*INSTRUCTIONS TO FOLLOW*: Set the data down again, word for word, as it appears below.

*RECORDS SHOWN*:

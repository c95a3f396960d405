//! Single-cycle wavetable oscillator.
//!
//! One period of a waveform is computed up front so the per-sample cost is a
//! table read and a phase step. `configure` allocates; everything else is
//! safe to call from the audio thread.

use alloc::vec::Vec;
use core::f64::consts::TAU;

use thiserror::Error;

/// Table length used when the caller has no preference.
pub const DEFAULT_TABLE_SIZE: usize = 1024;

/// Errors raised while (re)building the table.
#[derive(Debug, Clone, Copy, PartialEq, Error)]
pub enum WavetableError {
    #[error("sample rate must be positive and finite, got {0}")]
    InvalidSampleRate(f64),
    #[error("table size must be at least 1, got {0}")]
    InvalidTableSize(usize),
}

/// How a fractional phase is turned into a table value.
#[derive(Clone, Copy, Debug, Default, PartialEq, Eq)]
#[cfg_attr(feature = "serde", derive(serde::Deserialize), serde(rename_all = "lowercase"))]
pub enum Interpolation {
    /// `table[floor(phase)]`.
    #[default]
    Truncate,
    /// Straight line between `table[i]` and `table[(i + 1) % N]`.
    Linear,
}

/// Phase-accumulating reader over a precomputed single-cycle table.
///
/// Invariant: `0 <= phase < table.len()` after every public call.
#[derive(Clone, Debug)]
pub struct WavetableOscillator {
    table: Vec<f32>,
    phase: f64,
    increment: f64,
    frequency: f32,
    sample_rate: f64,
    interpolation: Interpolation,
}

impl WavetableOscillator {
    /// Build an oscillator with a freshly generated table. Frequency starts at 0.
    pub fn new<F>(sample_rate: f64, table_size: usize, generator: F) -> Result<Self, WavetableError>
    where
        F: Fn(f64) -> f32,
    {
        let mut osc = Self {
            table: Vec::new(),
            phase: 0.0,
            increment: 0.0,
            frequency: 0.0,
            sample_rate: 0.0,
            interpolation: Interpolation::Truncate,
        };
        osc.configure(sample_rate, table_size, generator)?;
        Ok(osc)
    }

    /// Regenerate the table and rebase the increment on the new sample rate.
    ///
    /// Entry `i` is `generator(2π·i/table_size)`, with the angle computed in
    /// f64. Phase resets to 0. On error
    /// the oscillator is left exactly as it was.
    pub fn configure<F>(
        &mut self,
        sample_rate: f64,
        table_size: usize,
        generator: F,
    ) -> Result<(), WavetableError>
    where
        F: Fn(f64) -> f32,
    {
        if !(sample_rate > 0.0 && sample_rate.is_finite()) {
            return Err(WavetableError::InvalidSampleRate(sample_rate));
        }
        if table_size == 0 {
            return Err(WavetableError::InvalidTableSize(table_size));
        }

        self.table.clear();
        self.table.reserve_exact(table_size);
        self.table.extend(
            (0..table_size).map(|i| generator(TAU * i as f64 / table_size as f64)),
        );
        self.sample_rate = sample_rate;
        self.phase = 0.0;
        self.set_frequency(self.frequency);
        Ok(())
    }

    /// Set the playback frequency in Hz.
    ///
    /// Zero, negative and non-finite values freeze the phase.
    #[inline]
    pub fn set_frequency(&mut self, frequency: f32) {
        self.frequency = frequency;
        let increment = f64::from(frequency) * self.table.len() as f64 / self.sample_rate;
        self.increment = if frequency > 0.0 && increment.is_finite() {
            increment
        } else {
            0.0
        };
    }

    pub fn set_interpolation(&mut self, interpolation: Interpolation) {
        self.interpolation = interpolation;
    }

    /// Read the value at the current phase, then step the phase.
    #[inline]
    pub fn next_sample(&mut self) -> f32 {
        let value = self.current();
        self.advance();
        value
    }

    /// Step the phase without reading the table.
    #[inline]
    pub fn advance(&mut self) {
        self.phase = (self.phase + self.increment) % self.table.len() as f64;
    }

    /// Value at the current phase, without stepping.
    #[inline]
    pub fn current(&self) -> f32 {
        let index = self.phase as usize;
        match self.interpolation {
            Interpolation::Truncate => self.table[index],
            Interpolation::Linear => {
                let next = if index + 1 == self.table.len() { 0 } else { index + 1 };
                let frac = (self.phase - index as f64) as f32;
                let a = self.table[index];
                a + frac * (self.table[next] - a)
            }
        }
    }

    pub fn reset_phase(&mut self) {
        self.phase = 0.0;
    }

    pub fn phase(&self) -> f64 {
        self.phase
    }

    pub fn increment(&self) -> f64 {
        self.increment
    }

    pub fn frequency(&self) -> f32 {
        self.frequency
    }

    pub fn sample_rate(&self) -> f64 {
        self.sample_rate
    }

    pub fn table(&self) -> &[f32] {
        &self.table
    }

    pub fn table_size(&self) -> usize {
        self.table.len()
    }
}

*WORKED SOLUTION*:
repository c95a3f396960d405
//! Single-cycle wavetable oscillator.
//!
//! One period of a waveform is computed up front so the per-sample cost is a
//! table read and a phase step. `configure` allocates; everything else is
//! safe to call from the audio thread.

use alloc::vec::Vec;
use core::f64::consts::TAU;

use thiserror::Error;

/// Table length used when the caller has no preference.
pub const DEFAULT_TABLE_SIZE: usize = 1024;

/// Errors raised while (re)building the table.
#[derive(Debug, Clone, Copy, PartialEq, Error)]
pub enum WavetableError {
    #[error("sample rate must be positive and finite, got {0}")]
    InvalidSampleRate(f64),
    #[error("table size must be at least 1, got {0}")]
    InvalidTableSize(usize),
}

/// How a fractional phase is turned into a table value.
#[derive(Clone, Copy, Debug, Default, PartialEq, Eq)]
#[cfg_attr(feature = "serde", derive(serde::Deserialize), serde(rename_all = "lowercase"))]
pub enum Interpolation {
    /// `table[floor(phase)]`.
    #[default]
    Truncate,
    /// Straight line between `table[i]` and `table[(i + 1) % N]`.
    Linear,
}

/// Phase-accumulating reader over a precomputed single-cycle table.
///
/// Invariant: `0 <= phase < table.len()` after every public call.
#[derive(Clone, Debug)]
pub struct WavetableOscillator {
    table: Vec<f32>,
    phase: f64,
    increment: f64,
    frequency: f32,
    sample_rate: f64,
    interpolation: Interpolation,
}

impl WavetableOscillator {
    /// Build an oscillator with a freshly generated table. Frequency starts at 0.
    pub fn new<F>(sample_rate: f64, table_size: usize, generator: F) -> Result<Self, WavetableError>
    where
        F: Fn(f64) -> f32,
    {
        let mut osc = Self {
            table: Vec::new(),
            phase: 0.0,
            increment: 0.0,
            frequency: 0.0,
            sample_rate: 0.0,
            interpolation: Interpolation::Truncate,
        };
        osc.configure(sample_rate, table_size, generator)?;
        Ok(osc)
    }

    /// Regenerate the table and rebase the increment on the new sample rate.
    ///
    /// Entry `i` is `generator(2π·i/table_size)`, with the angle computed in
    /// f64. Phase resets to 0. On error
    /// the oscillator is left exactly as it was.
    pub fn configure<F>(
        &mut self,
        sample_rate: f64,
        table_size: usize,
        generator: F,
    ) -> Result<(), WavetableError>
    where
        F: Fn(f64) -> f32,
    {
        if !(sample_rate > 0.0 && sample_rate.is_finite()) {
            return Err(WavetableError::InvalidSampleRate(sample_rate));
        }
        if table_size == 0 {
            return Err(WavetableError::InvalidTableSize(table_size));
        }

        self.table.clear();
        self.table.reserve_exact(table_size);
        self.table.extend(
            (0..table_size).map(|i| generator(TAU * i as f64 / table_size as f64)),
        );
        self.sample_rate = sample_rate;
        self.phase = 0.0;
        self.set_frequency(self.frequency);
        Ok(())
    }

    /// Set the playback frequency in Hz.
    ///
    /// Zero, negative and non-finite values freeze the phase.
    #[inline]
    pub fn set_frequency(&mut self, frequency: f32) {
        self.frequency = frequency;
        let increment = f64::from(frequency) * self.table.len() as f64 / self.sample_rate;
        self.increment = if frequency > 0.0 && increment.is_finite() {
            increment
        } else {
            0.0
        };
    }

    pub fn set_interpolation(&mut self, interpolation: Interpolation) {
        self.interpolation = interpolation;
    }

    /// Read the value at the current phase, then step the phase.
    #[inline]
    pub fn next_sample(&mut self) -> f32 {
        let value = self.current();
        self.advance();
        value
    }

    /// Step the phase without reading the table.
    #[inline]
    pub fn advance(&mut self) {
        self.phase = (self.phase + self.increment) % self.table.len() as f64;
    }

    /// Value at the current phase, without stepping.
    #[inline]
    pub fn current(&self) -> f32 {
        let index = self.phase as usize;
        match self.interpolation {
            Interpolation::Truncate => self.table[index],
            Interpolation::Linear => {
                let next = if index + 1 == self.table.len() { 0 } else { index + 1 };
                let frac = (self.phase - index as f64) as f32;
                let a = self.table[index];
                a + frac * (self.table[next] - a)
            }
        }
    }

    pub fn reset_phase(&mut self) {
        self.phase = 0.0;
    }

    pub fn phase(&self) -> f64 {
        self.phase
    }

    pub fn increment(&self) -> f64 {
        self.increment
    }

    pub fn frequency(&self) -> f32 {
        self.frequency
    }

    pub fn sample_rate(&self) -> f64 {
        self.sample_rate
    }

    pub fn table(&self) -> &[f32] {
        &self.table
    }

    pub fn table_size(&self) -> usize {
        self.table.len()
    }
}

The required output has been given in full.